Last week, Public Citizen petitioned the US Food and Drug Administration to pull Celebrex and Pfizer’s other COX-2 inhibitor, Bextra (valdecoxib), from the market, claiming the risks associated with using the drugs outweighs their treatment benefits [[25/01/05b]]. The Financial Times now reports that Public Citizen is highlighting a Phase II Alzheimer’s disease trial conducted in 1999, which showed "a significantly increased rate, 3.6 fold, of serious cardiovascular adverse events.” However, it adds that Pfizer claimed to have filed the data with the FDA in June 2001 and presented the findings at a scientific meeting.

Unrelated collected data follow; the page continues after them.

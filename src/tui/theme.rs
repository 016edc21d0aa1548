//! Terminal colors resolved from `[theme]`.
//!
//! A value that does not parse falls back to the built-in default for that
//! slot, with a warning in the log.

use std::str::FromStr;

use log::warn;
use ratatui::style::Color;

use crate::core::config::{ConfigError, ThemeColors};

#[derive(Debug, Clone, Copy, PartialEq, Eq)]
pub struct Theme {
    pub card: Color,
    pub card_border: Color,
    pub accent: Color,
    pub button: Color,
    pub title_bg: Color,
    pub title_fg: Color,
}

impl Default for Theme {
    fn default() -> Self {
        Self::from_colors(&ThemeColors::default())
    }
}

impl Theme {
    pub fn from_colors(colors: &ThemeColors) -> Self {
        let defaults = ThemeColors::default();
        let resolve = |key: &'static str, value: &str, default: &str| {
            parse_color(key, value).unwrap_or_else(|e| {
                warn!("{e}, using {default}");
                parse_color(key, default).unwrap_or(Color::Reset)
            })
        };
        Self {
            card: resolve("card", &colors.card, &defaults.card),
            card_border: resolve("card_border", &colors.card_border, &defaults.card_border),
            accent: resolve("accent", &colors.accent, &defaults.accent),
            button: resolve("button", &colors.button, &defaults.button),
            title_bg: resolve("title_bg", &colors.title_bg, &defaults.title_bg),
            title_fg: resolve("title_fg", &colors.title_fg, &defaults.title_fg),
        }
    }
}

pub fn parse_color(key: &'static str, value: &str) -> Result<Color, ConfigError> {
    Color::from_str(value.trim()).map_err(|_| ConfigError::InvalidColor {
        key,
        value: value.to_string(),
    })
}

#[cfg(test)]
mod tests {
    use super::*;

    #[test]
    fn test_default_palette() {
        let theme = Theme::default();
        assert_eq!(theme.card, Color::Rgb(0, 0, 128));
        assert_eq!(theme.card_border, Color::Red);
        assert_eq!(theme.accent, Color::Green);
        assert_eq!(theme.button, Color::Rgb(128, 128, 128));
        assert_eq!(theme.title_fg, Color::White);
    }

    #[test]
    fn test_named_hex_and_indexed_colors() {
        assert_eq!(parse_color("card", "blue").unwrap(), Color::Blue);
        assert_eq!(parse_color("card", "#102030").unwrap(), Color::Rgb(16, 32, 48));
        assert_eq!(parse_color("card", "42").unwrap(), Color::Indexed(42));
    }

    #[test]
    fn test_invalid_color_falls_back() {
        let colors = ThemeColors {
            accent: "not-a-color".to_string(),
            ..Default::default()
        };
        let theme = Theme::from_colors(&colors);
        assert_eq!(theme.accent, Color::Green);

        let err = parse_color("accent", "not-a-color").unwrap_err();
        assert_eq!(err.to_string(), "invalid color 'not-a-color' for theme.accent");
    }
}
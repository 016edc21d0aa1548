//! Test utilities shared across the crate.
//!
//! This module is only compiled during tests (`#[cfg(test)]`).

use std::path::PathBuf;

use ratatui::Terminal;
use ratatui::backend::TestBackend;
use ratatui::buffer::Buffer;

use crate::core::config::{DEFAULT_LOG_FILE, DEFAULT_LOG_LEVEL, ResolvedConfig, ThemeColors};

/// A resolved config with every default and nothing to open.
pub fn test_config() -> ResolvedConfig {
    ResolvedConfig {
        open: None,
        mouse: true,
        theme: ThemeColors::default(),
        log_level: DEFAULT_LOG_LEVEL,
        log_file: PathBuf::from(DEFAULT_LOG_FILE),
        warnings: Vec::new(),
    }
}

pub fn test_terminal(width: u16, height: u16) -> Terminal<TestBackend> {
    Terminal::new(TestBackend::new(width, height)).unwrap()
}

/// Buffer contents as one string per row, trailing spaces trimmed.
pub fn buffer_lines(buffer: &Buffer) -> Vec<String> {
    let width = buffer.area.width as usize;
    buffer
        .content()
        .chunks(width.max(1))
        .map(|row| {
            row.iter()
                .map(|c| c.symbol())
                .collect::<String>()
                .trim_end()
                .to_string()
        })
        .collect()
}

/// Index of the first row containing `needle`.
pub fn find_row(lines: &[String], needle: &str) -> Option<usize> {
    lines.iter().position(|l| l.contains(needle))
}
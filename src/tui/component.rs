use ratatui::Frame;
use ratatui::layout::Rect;

/// A reusable UI component.
///
/// Components in this architecture follow the React pattern:
/// - They receive data via props (struct fields).
/// - They may hold internal state (via `&mut State` fields).
/// - They render to a `Frame` within a given `Rect`.
///
/// # Mutability
///
/// The `render` method takes `&mut self` so components can cache layout
/// (e.g. the list's hit-test area) or clamp scroll offsets while rendering.
/// This aligns with Ratatui's `StatefulWidget` pattern.
pub trait Component {
    fn render(&mut self, frame: &mut Frame, area: Rect);
}

/// A component that handles terminal events.
pub trait EventHandler {
    /// The type of high-level event this component emits.
    type Event;

    /// Handle a low-level `TuiEvent` and optionally return a high-level event.
    fn handle_event(&mut self, event: &super::event::TuiEvent) -> Option<Self::Event>;
}
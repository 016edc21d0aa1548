//! # Core Application Logic
//!
//! The catalog and the navigator. It knows nothing about any specific UI
//! technology.
//!
//! ```text
//!                    ┌─────────────────────────┐
//!                    │         CORE            │
//!                    │  (this module)          │
//!                    │                         │
//!                    │  • Catalog (static)     │
//!                    │  • State (nav stack)    │
//!                    │  • Action (events)      │
//!                    │  • update() (reducer)   │
//!                    │                         │
//!                    │  No I/O. No UI. Pure.   │
//!                    └───────────┬─────────────┘
//!                                │
//!                    ┌───────────┴───────────┐
//!                    ▼                       ▼
//!             ┌────────────┐          ┌────────────┐
//!             │    TUI     │          │  --list    │
//!             │  Adapter   │          │  printer   │
//!             │ (ratatui)  │          │ (main.rs)  │
//!             └────────────┘          └────────────┘
//! ```
//!
//! ## Modules
//!
//! - [`catalog`]: `CarType` records and lookups
//! - [`image`]: bundled image references
//! - [`route`]: screens and detail-view reconstruction
//! - [`state`]: the `App` struct
//! - [`action`]: the `Action` enum and `update()`
//! - [`config`]: layered settings

pub mod action;
pub mod catalog;
pub mod config;
pub mod image;
pub mod route;
pub mod state;
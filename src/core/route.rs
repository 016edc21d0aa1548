//! # Routes
//!
//! The two screens of the navigator and their textual names.
//!
//! ```text
//! carList                 → Route::List
//! carDetails/<id>         → Route::Detail(CarId(id))
//! ```
//!
//! Only the catalog id travels with a detail route. The detail screen looks
//! the record up again through [`DetailView::resolve`], so pros and cons are
//! never flattened into a string and split back apart.

use std::fmt;
use std::str::FromStr;

use crate::core::catalog::{self, CarId, CarType};

const LIST_ROUTE: &str = "carList";
const DETAIL_PREFIX: &str = "carDetails/";

#[derive(Debug, Clone, Copy, PartialEq, Eq)]
pub enum Route {
    List,
    Detail(CarId),
}

impl fmt::Display for Route {
    fn fmt(&self, f: &mut fmt::Formatter<'_>) -> fmt::Result {
        match self {
            Route::List => f.write_str(LIST_ROUTE),
            Route::Detail(id) => write!(f, "{DETAIL_PREFIX}{id}"),
        }
    }
}

#[derive(Debug, Clone, PartialEq, Eq, thiserror::Error)]
pub enum RouteError {
    #[error("unknown route: {0}")]
    Unknown(String),
    #[error("invalid car id in route: {0}")]
    InvalidId(String),
}

impl FromStr for Route {
    type Err = RouteError;

    fn from_str(s: &str) -> Result<Self, Self::Err> {
        if s == LIST_ROUTE {
            return Ok(Route::List);
        }
        match s.strip_prefix(DETAIL_PREFIX) {
            Some(id) => id
                .parse::<usize>()
                .map(|id| Route::Detail(CarId(id)))
                .map_err(|_| RouteError::InvalidId(id.to_string())),
            None => Err(RouteError::Unknown(s.to_string())),
        }
    }
}

/// What the detail screen shows for one selection.
///
/// Fields are borrowed from the static catalog, so the lists are the
/// catalog's own slices: same length, same order, empty strings intact.
#[derive(Debug, Clone, Copy, PartialEq, Eq)]
pub struct DetailView {
    pub id: CarId,
    pub car: &'static CarType,
    /// False when the id had no record and the placeholder was substituted.
    pub found: bool,
}

impl DetailView {
    /// Look up `id`, substituting [`CarType::PLACEHOLDER`] if it is unknown.
    pub fn resolve(id: CarId) -> Self {
        match catalog::car(id) {
            Some(car) => Self {
                id,
                car,
                found: true,
            },
            None => {
                log::warn!("No car with id {id}, showing placeholder");
                Self {
                    id,
                    car: &CarType::PLACEHOLDER,
                    found: false,
                }
            }
        }
    }

    pub fn title(&self) -> &'static str {
        self.car.name
    }
}

#[cfg(test)]
mod tests {
    use super::*;
    use crate::core::image::ImageRef;

    #[test]
    fn test_route_display() {
        assert_eq!(Route::List.to_string(), "carList");
        assert_eq!(Route::Detail(CarId(4)).to_string(), "carDetails/4");
    }

    #[test]
    fn test_route_parse() {
        assert_eq!("carList".parse::<Route>(), Ok(Route::List));
        assert_eq!("carDetails/8".parse::<Route>(), Ok(Route::Detail(CarId(8))));
    }

    #[test]
    fn test_route_parse_rejects_malformed_id() {
        assert_eq!(
            "carDetails/".parse::<Route>(),
            Err(RouteError::InvalidId(String::new()))
        );
        assert_eq!(
            "carDetails/Sedan".parse::<Route>(),
            Err(RouteError::InvalidId("Sedan".to_string()))
        );
        assert!(matches!(
            "settings".parse::<Route>(),
            Err(RouteError::Unknown(_))
        ));
    }

    #[test]
    fn test_resolve_known_id() {
        let view = DetailView::resolve(CarId(1));
        assert!(view.found);
        assert_eq!(view.title(), "Sedan");
        assert_eq!(view.car.pros, ["More fuel efficient", "Cheaper"]);
        assert_eq!(view.car.cons, ["Relatively small", "Less powerful"]);
    }

    #[test]
    fn test_resolve_unknown_id_uses_defaults() {
        let view = DetailView::resolve(CarId(42));
        assert!(!view.found);
        assert_eq!(view.title(), "");
        assert!(view.car.pros.is_empty());
        assert!(view.car.cons.is_empty());
        assert_eq!(view.car.image, ImageRef::DEFAULT);
    }
}
//! # Image Resources
//!
//! Car images are ASCII-art drawings bundled at compile time. `build.rs`
//! turns every `assets/<id>.txt` into an entry of `IMAGE_ASSETS`, so an
//! image is referenced by nothing more than its file stem.
//!
//! Resolution never fails: an id without a bundled drawing resolves to the
//! `default_img` placeholder, and if even that is missing, to a one-line
//! fallback.

use serde::Serialize;

include!(concat!(env!("OUT_DIR"), "/car_images.rs"));

/// Shown when neither the requested image nor `default_img` is bundled.
const MISSING_ART: &str = "[no image]";

/// Opaque reference to a bundled image.
#[derive(Debug, Clone, Copy, PartialEq, Eq, Hash, Serialize)]
#[serde(transparent)]
pub struct ImageRef(&'static str);

impl ImageRef {
    /// The placeholder used when a record has no usable image.
    pub const DEFAULT: ImageRef = ImageRef("default_img");

    pub const fn new(id: &'static str) -> Self {
        Self(id)
    }

    /// True if `build.rs` bundled a drawing under this id.
    pub fn is_bundled(&self) -> bool {
        lookup(self.0).is_some()
    }

    /// Resolve to a drawing, substituting the placeholder when missing.
    pub fn resolve(&self) -> Art {
        lookup(self.0)
            .or_else(|| {
                log::warn!("Image '{}' is not bundled, using placeholder", self.0);
                lookup(Self::DEFAULT.0)
            })
            .unwrap_or(Art {
                text: MISSING_ART,
                width: MISSING_ART.len() as u16,
                height: 1,
            })
    }
}

impl Default for ImageRef {
    fn default() -> Self {
        Self::DEFAULT
    }
}

/// A resolved drawing plus its bounding box in terminal cells.
#[derive(Debug, Clone, Copy, PartialEq, Eq)]
pub struct Art {
    pub text: &'static str,
    pub width: u16,
    pub height: u16,
}

impl Art {
    pub fn lines(&self) -> impl Iterator<Item = &'static str> {
        self.text.lines()
    }
}

fn lookup(id: &str) -> Option<Art> {
    IMAGE_ASSETS
        .iter()
        .find(|(asset_id, ..)| *asset_id == id)
        .map(|&(_, text, width, height)| Art {
            text,
            width,
            height,
        })
}
//! # Actions
//!
//! Everything that can happen in the car selector becomes an `Action`.
//! User presses Enter? That's `Action::SelectHighlighted`.
//! User clicks a row? That's `Action::Select(id)`.
//!
//! The `update()` function takes the current state and an action, mutates
//! the state, and returns an `Effect` telling the event loop whether to keep
//! running. No I/O happens here.
//!
//! ```text
//! State + Action  →  update()  →  New State + Effect
//! ```

use log::debug;

use crate::core::catalog::{self, CarId};
use crate::core::route::Route;
use crate::core::state::{App, DETAIL_HINT, LIST_HINT};

#[derive(Debug, Clone, Copy, PartialEq, Eq)]
pub enum Action {
    /// Move the list highlight by one row.
    CursorUp,
    CursorDown,
    /// Move the list highlight by a page of the given size.
    PageUp(usize),
    PageDown(usize),
    First,
    Last,
    /// Move the list highlight to a specific row (mouse hover).
    Highlight(CarId),
    /// Open the detail screen for the highlighted row.
    SelectHighlighted,
    /// Open the detail screen for a specific car.
    Select(CarId),
    /// Pop the detail screen.
    Back,
    Quit,
}

/// What the event loop should do after an update.
#[derive(Debug, Clone, Copy, PartialEq, Eq)]
pub enum Effect {
    None,
    Quit,
}

pub fn update(app: &mut App, action: Action) -> Effect {
    debug!("update: {:?} on {}", action, app.current_route());

    let last = catalog::list_car_types().len().saturating_sub(1);
    let on_list = app.current_route() == Route::List;

    match action {
        Action::Quit => return Effect::Quit,
        Action::CursorUp if on_list => {
            app.selected = app.selected.saturating_sub(1);
        }
        Action::CursorDown if on_list => {
            app.selected = (app.selected + 1).min(last);
        }
        Action::PageUp(page) if on_list => {
            app.selected = app.selected.saturating_sub(page.max(1));
        }
        Action::PageDown(page) if on_list => {
            app.selected = app.selected.saturating_add(page.max(1)).min(last);
        }
        Action::First if on_list => app.selected = 0,
        Action::Last if on_list => app.selected = last,
        Action::Highlight(id) if on_list && id.0 <= last => app.selected = id.0,
        Action::SelectHighlighted if on_list => {
            let id = app.selected_id();
            push_detail(app, id);
        }
        Action::Select(id) if on_list => {
            if catalog::car(id).is_some() {
                app.selected = id.0;
            }
            push_detail(app, id);
        }
        Action::Back if !on_list => {
            app.stack.pop();
            app.status_message = String::from(LIST_HINT);
            debug!("Popped to {}", app.current_route());
        }
        // Cursor keys on the detail screen, select while a detail is
        // already open, back on the list: all no-ops.
        _ => {}
    }

    Effect::None
}

fn push_detail(app: &mut App, id: CarId) {
    let route = Route::Detail(id);
    debug!("Pushing {}", route);
    app.stack.push(route);
    app.status_message = String::from(DETAIL_HINT);
}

The news comes just one day after US health maintenance organisation, Kaiser Permanente, ordered its pharmacies to stop dispensing Bextra because of a potentially increased risk of heart attack [[31/01/05c]]. The FDA is set to convene an advisory committee meeting later this month to assess the potential risks of the COX-2 inhibitor class as a whole, which was thrust into the spotlight last year after Merck & Co withdrew Vioxx (rofexocib) after trial data linked it to an increased risk of heart attack and stroke [[01/10/04a]], [[20/10/04c]]. The European regulatory authorities are also in the midst of a series of meetings to review the drugs’ safety [[21/01/05b]].